Public/Individual course booking – eLearning Option with opportunity for tutor support to clear doubts where necessary. 

If choosing the eLearning Learning option, Our ISO Lead Auditor course is delivered on the GRS Learning Portal. Upon confirmation of your registration/payment, we will provide you with a login access link within 24hrs. Once logged on using your account, you will be able to browse through the sections of the training course. 

A look inside how the eLearning training option will be conducted:
In addition to having the training course content in video format, you will also be able to access the regular training course materials format structured in different training course with the additional files available in an editable format (depending on the training course, the case study, exercises, and exercises correction key files will also be available) for you to study with access up to Eight (8) weeks. 

In addition to the lectures and the training course materials, quizzes have been incorporated into each section covering Sixteen Lessons of the training to ensure that our training is as interactive as possible. 

While taking the training course, access the materials on GRS Learning Portal, Enter the exam at your most convenient date, time, and location via GRS Exams. 

In response to COVID-19 and social distancing, we’ve developed an online digital classroom to deliver our courses virtually and keep the interaction and engagement between trainers and participants.  

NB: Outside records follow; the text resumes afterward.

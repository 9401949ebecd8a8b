//! Error types for Huddle.

use thiserror::Error;

/// Common error type for Huddle.
#[derive(Error, Debug)]
pub enum HuddleError {
    /// Database error.
    ///
    /// Errors from sqlx are converted into this variant.
    #[error("database error: {0}")]
    Database(String),

    /// I/O error.
    #[error("I/O error: {0}")]
    Io(#[from] std::io::Error),

    /// Authentication error.
    #[error("authentication error: {0}")]
    Auth(String),

    /// Validation error for user input.
    #[error("validation error: {0}")]
    Validation(String),

    /// Resource not found.
    #[error("{0} not found")]
    NotFound(String),

    /// Configuration error.
    #[error("configuration error: {0}")]
    Config(String),
}

impl From<sqlx::Error> for HuddleError {
    fn from(e: sqlx::Error) -> Self {
        HuddleError::Database(e.to_string())
    }
}

/// Result type alias for Huddle operations.
pub type Result<T> = std::result::Result<T, HuddleError>;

Our virtual training platform incorporates: 

• Group exercises – facilitated by mini break out workshops amongst the team 

• Ability to ask questions in real-time 

• Built-in note-taking and tracking of course materials 

• You can interact with participants throughout the session through a chat functionality 

• Online assessments providing a streamlined marking process 

Our aim is to recreate the classroom experience in a safe, virtual environment, maintaining the fun and engaging experience our clients find useful and valuable.